W.Va. Prepared To Juggle Booster Shots Along With Initial Vaccinations
While the federal government plans a rollout of coronavirus vaccine booster shots, West Virginia officials are prepared to balance efforts between getting the shot to those unvaccinated, all the while offering boosters to those who have already gotten their initial doses.
Federal public health officials announced plans Wednesday to offer booster shots as early as the week of Sept. 20 to those who already got the two-dose Pfizer and Moderna vaccines. Although some booster shots have already been given in West Virginia, Gov. Jim Justice said he hopes to launch a more concerted effort before the federal rollout.
“We appreciate that they're going to get started on September the 20th. But for God's sakes alive — we absolutely don't need to continue to wait until September the 20th,” Justice said.
The plan for coronavirus vaccine boosters is subject to the Food and Drug Administration "conducting an independent evaluation and determination of the safety and effectiveness of a third dose of the Pfizer and Moderna mRNA vaccines and CDC's Advisory Committee on Immunization Practices (ACIP) issuing booster dose recommendations based on a thorough review of the evidence," the U.S. Department of Health and Human Services said in a statement.

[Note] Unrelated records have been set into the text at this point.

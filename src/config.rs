//! The parameter file of a contractor run.

use std::fs::File;
use std::io::BufReader;
use std::path::Path;

use serde::{Deserialize, Serialize};

use crate::error::{ConfigError, Error, Result};
use crate::timedomain::parse_range;

/// Trajectories `start, start + step, ...` below `end`.
#[derive(Debug, Clone, Copy, PartialEq, Eq, Serialize, Deserialize)]
pub struct TrajRange {
    pub start: u32,
    pub end: u32,
    pub step: u32,
}

impl TrajRange {
    pub fn iter(&self) -> impl Iterator<Item = u32> {
        // A zero step would never terminate
        (self.start..self.end).step_by(self.step.max(1) as usize)
    }
}

#[derive(Debug, Clone, PartialEq, Eq, Serialize, Deserialize)]
pub struct GlobalPar {
    pub traj_counter: TrajRange,
    /// Global time extent.
    pub nt: usize,
    /// Prefix of the per-rank disk vector directories. The rank number is
    /// appended, followed by `/<series name>`.
    pub disk_vector_dir: String,
    /// Directory for result files.
    pub output: String,
}

/// A series of A2A matrices, one per time slice.
#[derive(Debug, Clone, PartialEq, Eq, Serialize, Deserialize)]
pub struct A2AMatrixPar {
    /// HDF5 file; the token `traj` is replaced by the trajectory number.
    pub file: String,
    pub dataset: String,
    /// Number of tensors kept in memory.
    pub cache_size: usize,
    pub name: String,
}

/// One contraction of a reference series with a broadcast series.
#[derive(Debug, Clone, PartialEq, Eq, Serialize, Deserialize)]
pub struct ProductPar {
    /// Whitespace separated series names; the first one is cached as reference,
    /// the last one is broadcast per translation.
    pub terms: String,
    /// One time range per intermediate term.
    #[serde(default)]
    pub times: Vec<String>,
    pub translations: String,
    pub translation_average: bool,
    #[serde(default)]
    pub projectors: String,
    pub boundary_t: i32,
}

impl ProductPar {
    pub fn term_names(&self) -> Vec<&str> {
        self.terms.split_whitespace().collect()
    }

    /// The terms between the reference and the broadcast series, one per
    /// entry of `times`.
    pub fn intermediate_terms(&self) -> Vec<&str> {
        let terms = self.term_names();
        match terms.len() {
            0..=2 => Vec::new(),
            n => terms[1..n - 1].to_vec(),
        }
    }

    /// The reference and broadcast series names.
    pub fn end_terms(&self) -> std::result::Result<(&str, &str), ConfigError> {
        let terms = self.term_names();
        match (terms.first(), terms.last()) {
            (Some(&first), Some(&last)) => Ok((first, last)),
            _ => Err(ConfigError::Terms(self.terms.clone())),
        }
    }

    /// The boundary sign as a float, checked to be `+1` or `-1`.
    pub fn boundary_sign(&self) -> std::result::Result<f64, ConfigError> {
        match self.boundary_t {
            1 | -1 => Ok(f64::from(self.boundary_t)),
            other => Err(ConfigError::Boundary(other)),
        }
    }
}

#[derive(Debug, Clone, PartialEq, Eq, Serialize, Deserialize)]
pub struct ContractorPar {
    pub global: GlobalPar,
    pub a2a_matrix: Vec<A2AMatrixPar>,
    pub product: Vec<ProductPar>,
}

impl ContractorPar {
    pub fn from_file(path: impl AsRef<Path>) -> Result<Self> {
        let path = path.as_ref();
        let file = File::open(path).map_err(|e| Error::io(path, e))?;
        serde_json::from_reader(BufReader::new(file)).map_err(|source| Error::Parameters {
            path: path.to_path_buf(),
            source,
        })
    }

    /// Checks everything that can be checked without touching data.
    pub fn validate(&self) -> std::result::Result<(), ConfigError> {
        for matrix in &self.a2a_matrix {
            if matrix.cache_size == 0 {
                return Err(ConfigError::Capacity {
                    series: matrix.name.clone(),
                });
            }
        }
        for product in &self.product {
            for term in product.term_names() {
                if !self.a2a_matrix.iter().any(|m| m.name == term) {
                    return Err(ConfigError::UnknownSeries(term.to_string()));
                }
            }
            product.end_terms()?;
            let expected = product.intermediate_terms().len();
            if product.times.len() != expected {
                return Err(ConfigError::Times {
                    terms: product.terms.clone(),
                    expected,
                    found: product.times.len(),
                });
            }
            product.boundary_sign()?;
            parse_range(&product.translations, self.global.nt)?;
            for times in &product.times {
                parse_range(times, self.global.nt)?;
            }
            if !product.projectors.trim().is_empty() {
                product.projectors.parse::<crate::kernel::Projector>()?;
            }
        }
        Ok(())
    }
}

/// Replaces every occurrence of `token` in `s` by `value`.
pub fn token_replace(s: &str, token: &str, value: impl ToString) -> String {
    s.replace(token, &value.to_string())
}
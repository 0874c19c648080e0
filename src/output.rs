//! Correlator records and where they go.

use std::fs::{self, File};
use std::io::{BufWriter, Write};
use std::path::{Path, PathBuf};

use itertools::Itertools;
use log::info;
use num_complex::Complex64;
use serde::{Deserialize, Serialize};

use crate::config::{A2AMatrixPar, ProductPar};
use crate::error::{Error, Result};
use crate::types::TimeIndex;

/// Prefix of every result file.
const FILE_STEM: &str = "nuc2pt";

/// One emitted correlator together with the parameters that produced it.
#[derive(Debug, Clone, PartialEq, Serialize, Deserialize)]
pub struct CorrelatorResult {
    /// The matrix series of the run, with the trajectory substituted into the
    /// file names.
    pub a2a_matrix: Vec<A2AMatrixPar>,
    pub contraction: ProductPar,
    /// The time tuple of the intermediate terms.
    pub times: Vec<TimeIndex>,
    pub correlator: Vec<Complex64>,
}

impl CorrelatorResult {
    /// The file stem of this result: the intermediate terms with their times,
    /// and the translation unless the result is translation averaged.
    pub fn file_stem(&self, dt: TimeIndex) -> String {
        let mut stem = FILE_STEM.to_string();
        let terms = self.contraction.intermediate_terms();
        for (term, t) in terms.iter().zip(&self.times) {
            stem.push_str(&format!("_{term}_{t}"));
        }
        if !self.contraction.translation_average {
            stem.push_str(&format!("_dt_{dt}"));
        }
        stem
    }
}

/// Consumer of finished correlators. Only the boss rank writes.
pub trait ResultSink {
    fn write(&mut self, result: &CorrelatorResult, dt: TimeIndex, traj: u32) -> Result<()>;
}

/// Writes each result as JSON to `<dir>/<stem>.<traj>.json`.
#[derive(Debug, Clone)]
pub struct JsonResultWriter {
    dir: PathBuf,
}

impl JsonResultWriter {
    #[must_use]
    pub fn new(dir: impl Into<PathBuf>) -> Self {
        Self { dir: dir.into() }
    }

    pub fn result_path(&self, stem: &str, traj: u32) -> PathBuf {
        self.dir.join(format!("{stem}.{traj}.json"))
    }

    /// Reads back a result written by this writer.
    pub fn read(path: impl AsRef<Path>) -> Result<CorrelatorResult> {
        let path = path.as_ref();
        let file = File::open(path).map_err(|e| Error::io(path, e))?;
        serde_json::from_reader(file).map_err(|source| Error::Output {
            path: path.to_path_buf(),
            source,
        })
    }
}

impl ResultSink for JsonResultWriter {
    fn write(&mut self, result: &CorrelatorResult, dt: TimeIndex, traj: u32) -> Result<()> {
        fs::create_dir_all(&self.dir).map_err(|e| Error::io(&self.dir, e))?;
        let path = self.result_path(&result.file_stem(dt), traj);
        info!(path:? = path; "Saving correlator");
        let file = File::create(&path).map_err(|e| Error::io(&path, e))?;
        let mut writer = BufWriter::new(file);
        serde_json::to_writer_pretty(&mut writer, result).map_err(|source| Error::Output {
            path: path.clone(),
            source,
        })?;
        writer.flush().map_err(|e| Error::io(&path, e))
    }
}

/// Keeps all results in memory, tagged with their translation and trajectory.
#[derive(Debug, Clone, Default)]
pub struct MemorySink {
    pub results: Vec<(CorrelatorResult, TimeIndex, u32)>,
}

impl MemorySink {
    /// The correlators in the order they were written.
    pub fn correlators(&self) -> Vec<&[Complex64]> {
        self.results
            .iter()
            .map(|(result, _, _)| result.correlator.as_slice())
            .collect_vec()
    }
}

impl ResultSink for MemorySink {
    fn write(&mut self, result: &CorrelatorResult, dt: TimeIndex, traj: u32) -> Result<()> {
        self.results.push((result.clone(), dt, traj));
        Ok(())
    }
}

Federal officials are recommending booster shots for those who have been vaccinated more than eight months ago. But Justice said he’s pushing residents — especially those more vulnerable to severe illness — to get booster shots six months after their initial vaccination.
As of Wednesday, the West Virginia Department of Health and Human Resources reports 57.5 percent of the state’s population aged 12-and-over is fully vaccinated. State officials report 70.1 percent of those eligible have received a first dose.
James Hoyer, who leads West Virginia’s interagency task force on the pandemic, said there would be no issues in trying to juggle efforts between new vaccinations and the booster shots.
“We're prepared to execute doses to more unvaccinated folks, because we know we need to do that,” Hoyer said. “And we know we need to get the third dose into our most vulnerable population — and we're prepared to do that.”
Hoyer said doses of the vaccine are so plentiful that the state will not need to implement a tiered system based on age and vulnerability for booster shots. As West Virginia executed its initial vaccine rollout, health care workers, older residents and those with pre-existing conditions were put in the front of the line.
Justice expressed frustration Wednesday over those who have yet to get their initial shots.
“It's too late for you to decide, ‘You know, we should have gotten vaccinated.’ You can't stop this now — what's happened in West Virginia,” Justice said of the continued rise of the delta variant and the virus at-large. “But you can still save your own life, or lives that are around you, by getting vaccinated.”
As of Wednesday, public health officials report 7,579 active cases. Since the beginning of the pandemic 2,997 deaths have been attributed to the virus.
“I don't have any idea how, on this planet, you could hear these numbers and not run and get vaccinated,” he said.